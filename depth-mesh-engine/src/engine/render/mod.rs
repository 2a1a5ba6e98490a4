//! Rendering systems for the expansion stage.
//!
//! Implements the lattice render pipeline and the extraction of main world
//! state it needs each frame.

/// Resource extraction systems transferring main world state to render world.
///
/// Synchronises application state and per-frame expansion parameters.
pub mod extraction;

/// Expansion render pipeline with program selection and load tracking.
pub mod pipeline;
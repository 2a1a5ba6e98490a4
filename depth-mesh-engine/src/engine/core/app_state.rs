use bevy::prelude::*;

use crate::engine::loading::progress::LoadingProgress;

#[derive(Debug, Clone, Copy, Default, Eq, PartialEq, Hash, States, Resource)]
pub enum AppState {
    #[default]
    Loading,
    AssetsLoaded,
    ExpansionProgramsReady,
    Running,
}

#[derive(Component)]
pub struct FpsText;

// Settings are in and the scene exists
pub fn transition_to_assets_loaded(
    loading_progress: Res<LoadingProgress>,
    mut next_state: ResMut<NextState<AppState>>,
) {
    if loading_progress.settings_loaded && loading_progress.scene_created {
        println!("→ Transitioning to AssetsLoaded state");
        next_state.set(AppState::AssetsLoaded);
    }
}

// Final transition to running state
pub fn transition_to_running(
    loading_progress: Res<LoadingProgress>,
    mut next_state: ResMut<NextState<AppState>>,
) {
    if loading_progress.programs_ready {
        println!("→ All programs ready, transitioning to Running state");
        next_state.set(AppState::Running);
    }
}
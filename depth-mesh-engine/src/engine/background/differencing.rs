use crate::engine::background::model::{
    BackgroundModel, ForegroundMask, PixelClass, ReferenceSlot,
};
use crate::engine::sensor::frame::DepthFrame;

/// Classify by absolute depth difference: more than `threshold_mm` away from
/// the reference is foreground, anything else is background.
pub fn classify_by_difference(
    frame: &DepthFrame,
    reference: &DepthFrame,
    threshold_mm: u16,
) -> ForegroundMask {
    let classes = frame
        .samples
        .iter()
        .zip(&reference.samples)
        .map(|(sample, background)| {
            if sample.abs_diff(*background) > threshold_mm {
                PixelClass::Foreground
            } else {
                PixelClass::Background
            }
        })
        .collect();
    ForegroundMask::from_classes(frame.width, frame.height, classes)
}

/// Manual background removal by frame differencing.
#[derive(Debug)]
pub struct FrameDifferencing {
    threshold_mm: u16,
    slot: ReferenceSlot,
}

impl FrameDifferencing {
    pub fn new(threshold_mm: u16) -> Self {
        Self {
            threshold_mm,
            slot: ReferenceSlot::default(),
        }
    }
}

impl BackgroundModel for FrameDifferencing {
    fn capture(&mut self, frame: &DepthFrame) {
        self.slot.capture(frame);
    }

    fn classify(&mut self, frame: &DepthFrame) -> ForegroundMask {
        if !self.slot.is_enabled() {
            return ForegroundMask::uniform(frame.width, frame.height, PixelClass::Foreground);
        }
        let reference = self.slot.prepare(frame);
        classify_by_difference(frame, reference, self.threshold_mm)
    }

    fn set_enabled(&mut self, enabled: bool) -> bool {
        self.slot.set_enabled(enabled)
    }

    fn is_enabled(&self) -> bool {
        self.slot.is_enabled()
    }

    fn request_capture(&mut self) {
        self.slot.request_capture();
    }

    fn reference(&self) -> Option<&DepthFrame> {
        self.slot.reference()
    }

    fn name(&self) -> &'static str {
        "frame differencing"
    }
}
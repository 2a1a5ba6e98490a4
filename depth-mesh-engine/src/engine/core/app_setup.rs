// Standard library and external crates
use bevy::asset::AssetMetaCheck;
use bevy::diagnostic::FrameTimeDiagnosticsPlugin;
use bevy::prelude::*;
use bevy::render::{ExtractSchedule, RenderApp};
use bevy_common_assets::json::JsonAssetPlugin;

// Crate engine modules
use crate::engine::assets::pipeline_settings::PipelineSettings;
use crate::engine::background::subtraction::{subtract_background, sync_background_toggle};
use crate::engine::camera::anchor_camera::apply_camera_anchor;
use crate::engine::camera::skeletal_anchor::{
    SkeletalAnchorTracker, log_tracked_users, track_skeletal_anchor,
};
use crate::engine::compute::heightfield::HeightFieldPlugin;
use crate::engine::core::app_state::{
    AppState, FpsText, transition_to_assets_loaded, transition_to_running,
};
use crate::engine::core::window_config::create_window_config;
use crate::engine::mesh::topology::rebuild_topology_on_resize;
use crate::engine::render::pipeline::expansion_pipeline::ExpansionRenderPlugin;
use crate::engine::render::pipeline::expansion_program::sync_expansion_program;
use crate::engine::render::pipeline::readiness::{
    await_expansion_programs, watch_program_failures,
};
use crate::engine::sensor::device::{
    SensorDevice, SensorFrames, drive_sensor_device, poll_sensor_frames, release_sensor_on_exit,
};
use crate::engine::systems::fps_tracking::{fps_log_system, fps_text_update_system};
use crate::engine::systems::parameter_keys::parameter_keys_system;

// Loading
use crate::engine::loading::progress::LoadingProgress;
use crate::engine::loading::scene_creator::create_scene_when_ready;
use crate::engine::loading::settings_loader::{
    SettingsLoader, load_settings_system, start_loading,
};

// Extraction
use crate::engine::render::extraction::{
    app_state::extract_app_state, expansion_frame::extract_expansion_frame,
};

/// Build the app. `settings_path` is relative to the asset folder and
/// defaults to `settings/pipeline.json`.
pub fn create_app(settings_path: Option<String>) -> App {
    let mut app = App::new();

    app.add_plugins(create_default_plugins())
        .init_state::<AppState>()
        .add_plugins(FrameTimeDiagnosticsPlugin::default())
        // Registers PipelineSettings as a loadable asset type from JSON files.
        .add_plugins(JsonAssetPlugin::<PipelineSettings>::new(&["json"]))
        .add_plugins(HeightFieldPlugin)
        .add_plugins(ExpansionRenderPlugin);

    let settings_loader = settings_path.map_or_else(SettingsLoader::default, SettingsLoader::new);

    // Initialise resources early
    app.init_resource::<LoadingProgress>()
        .insert_resource(settings_loader)
        .init_resource::<SensorFrames>()
        .init_resource::<SkeletalAnchorTracker>();

    // Configure render app with proper resource extraction
    if let Some(render_app) = app.get_sub_app_mut(RenderApp) {
        render_app.init_resource::<State<AppState>>();

        // Extract main-world state each frame
        render_app.add_systems(
            ExtractSchedule,
            (extract_app_state, extract_expansion_frame),
        );
    }

    // State-based system scheduling
    app.add_systems(Startup, (setup, start_loading).chain())
        .add_systems(
            Update,
            (
                load_settings_system,
                create_scene_when_ready,
                transition_to_assets_loaded,
            )
                .chain()
                .run_if(in_state(AppState::Loading)),
        )
        .add_systems(
            Update,
            await_expansion_programs.run_if(in_state(AppState::AssetsLoaded)),
        )
        .add_systems(
            Update,
            transition_to_running.run_if(in_state(AppState::ExpansionProgramsReady)),
        );

    // Sensor chain: device tick, polling, masking, then camera steering.
    let sensor_systems = (
        drive_sensor_device,
        poll_sensor_frames,
        sync_background_toggle,
        subtract_background,
        log_tracked_users,
        track_skeletal_anchor,
    )
        .chain()
        .run_if(resource_exists::<SensorDevice>);

    let runtime_systems = (
        parameter_keys_system,
        sync_expansion_program,
        rebuild_topology_on_resize,
        apply_camera_anchor,
        watch_program_failures,
        fps_log_system,
    )
        .chain();

    app.add_systems(
        Update,
        (sensor_systems, runtime_systems)
            .chain()
            .run_if(in_state(AppState::Running)),
    );

    // Release the device whichever path requested the exit.
    app.add_systems(Last, release_sensor_on_exit);

    // Add fps_text_update_system only for native builds.
    #[cfg(not(target_arch = "wasm32"))]
    {
        app.add_systems(Update, fps_text_update_system);
    }

    app
}

// Startup system that only handles basic initialisation
fn setup(mut commands: Commands) {
    println!("=== DEPTH MESH PIPELINE ===");

    #[cfg(not(target_arch = "wasm32"))]
    {
        create_native_overlays(&mut commands);
    }
}

fn create_native_overlays(commands: &mut Commands) {
    commands
        .spawn(Node {
            width: Val::Percent(100.0),
            height: Val::Percent(100.0),
            ..default()
        })
        .with_children(|parent| {
            parent.spawn((
                Text::new("FPS: "),
                TextFont {
                    font_size: 16.0,
                    ..default()
                },
                TextColor(Color::srgb(1., 0., 0.)),
                Node {
                    position_type: PositionType::Absolute,
                    bottom: Val::Px(12.0),
                    right: Val::Px(12.0),
                    ..default()
                },
                FpsText,
            ));
        });
}

fn create_default_plugins() -> impl PluginGroup {
    let window_config = WindowPlugin {
        primary_window: Some(create_window_config()),
        ..default()
    };

    let asset_config = AssetPlugin {
        meta_check: AssetMetaCheck::Never,
        ..default()
    };

    DefaultPlugins.set(window_config).set(asset_config)
}
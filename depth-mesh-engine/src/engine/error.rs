use thiserror::Error;

/// Recoverable failures reported by a sensor frame source.
#[derive(Debug, Clone, Error, PartialEq, Eq)]
pub enum SensorError {
    #[error("no sensor device is attached")]
    DeviceNotFound,
    #[error("sensor failed to start: {0}")]
    StartFailed(String),
    #[error("sensor did not begin capturing within {ticks} ticks")]
    StartTimedOut { ticks: u64 },
}

/// Rejected lattice dimensions.
#[derive(Debug, Clone, Error, PartialEq, Eq)]
pub enum TopologyError {
    #[error("grid dimensions must be non-zero, got {width}x{height}")]
    Empty { width: u32, height: u32 },
    #[error("grid dimension {requested} exceeds the maximum of {max}")]
    TooLarge { requested: u32, max: u32 },
    #[error("lattice does not fit the device: {0}")]
    ExceedsDevice(ExpansionError),
}

/// Load-time failures of the GPU programs. All of these abort startup.
#[derive(Debug, Clone, Error, PartialEq, Eq)]
pub enum ExpansionError {
    #[error("program `{program}` failed to compile: {reason}")]
    ProgramFailed { program: String, reason: String },
    #[error("shader asset `{0}` failed to load")]
    ShaderLoadFailed(String),
    #[error("shader programs were not ready after {0} ticks")]
    LoadTimedOut(u64),
    #[error("device limit `{limit}` is {available}, at least {required} is needed")]
    CapabilityFloor {
        limit: &'static str,
        available: u64,
        required: u64,
    },
}
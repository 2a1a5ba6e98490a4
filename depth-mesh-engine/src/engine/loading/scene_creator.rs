use bevy::prelude::*;

use crate::engine::assets::pipeline_settings::PipelineSettings;
use crate::engine::background::subtraction::BackgroundSubtraction;
use crate::engine::camera::anchor_camera::spawn_anchored_camera;
use crate::engine::loading::progress::LoadingProgress;
use crate::engine::loading::texture_config::create_masked_images;
use crate::engine::mesh::topology::MeshTopology;
use crate::engine::render::pipeline::expansion_program::ExpansionSelector;
use crate::engine::sensor::device::SensorDevice;
use crate::engine::sensor::synthetic::SyntheticSensor;

/// Build everything the running pipeline needs once settings are known:
/// the lattice, the program selector, the camera and, for the depth scene,
/// the sensor device, background model and masked images.
pub fn create_scene_when_ready(
    mut loading_progress: ResMut<LoadingProgress>,
    settings: Option<Res<PipelineSettings>>,
    mut commands: Commands,
    mut images: ResMut<Assets<Image>>,
    mut exit: EventWriter<AppExit>,
) {
    if loading_progress.scene_created || !loading_progress.settings_loaded {
        return;
    }
    // Inserted by the settings loader's commands; visible from the next tick.
    let Some(settings) = settings else {
        return;
    };

    let (width, height) = settings.lattice_size();
    let topology = match MeshTopology::build(width, height) {
        Ok(topology) => topology,
        Err(err) => {
            error!("✗ Cannot build the {}x{} lattice: {}", width, height, err);
            exit.write(AppExit::error());
            return;
        }
    };

    commands.insert_resource(topology);
    commands.insert_resource(ExpansionSelector::new(
        settings.expansion.transform_enabled,
    ));

    let anchor = spawn_anchored_camera(&mut commands, &settings);
    commands.insert_resource(anchor);

    if settings.uses_sensor() {
        let sensor = &settings.sensor;
        let source = SyntheticSensor::new(sensor.width, sensor.height)
            .with_failed_starts(sensor.synthetic_failed_starts);
        commands.insert_resource(SensorDevice::new(Box::new(source)));
        commands.insert_resource(BackgroundSubtraction::from_settings(sensor));
        commands.insert_resource(create_masked_images(
            sensor.width,
            sensor.height,
            &mut images,
        ));
    }

    loading_progress.scene_created = true;
    println!(
        "✓ Scene created: {:?}, {}x{} lattice",
        settings.scene, width, height
    );
}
■ ■ ■ ■ ■
* EXERCISE AIM:
Show each line in the listing above that has "PipelineSettings".

* RESPONSE BOX:
use crate::engine::assets::pipeline_settings::PipelineSettings;
        // Registers PipelineSettings as a loadable asset type from JSON files.
        .add_plugins(JsonAssetPlugin::<PipelineSettings>::new(&["json"]))
use crate::engine::assets::pipeline_settings::PipelineSettings;
    settings: Option<Res<PipelineSettings>>,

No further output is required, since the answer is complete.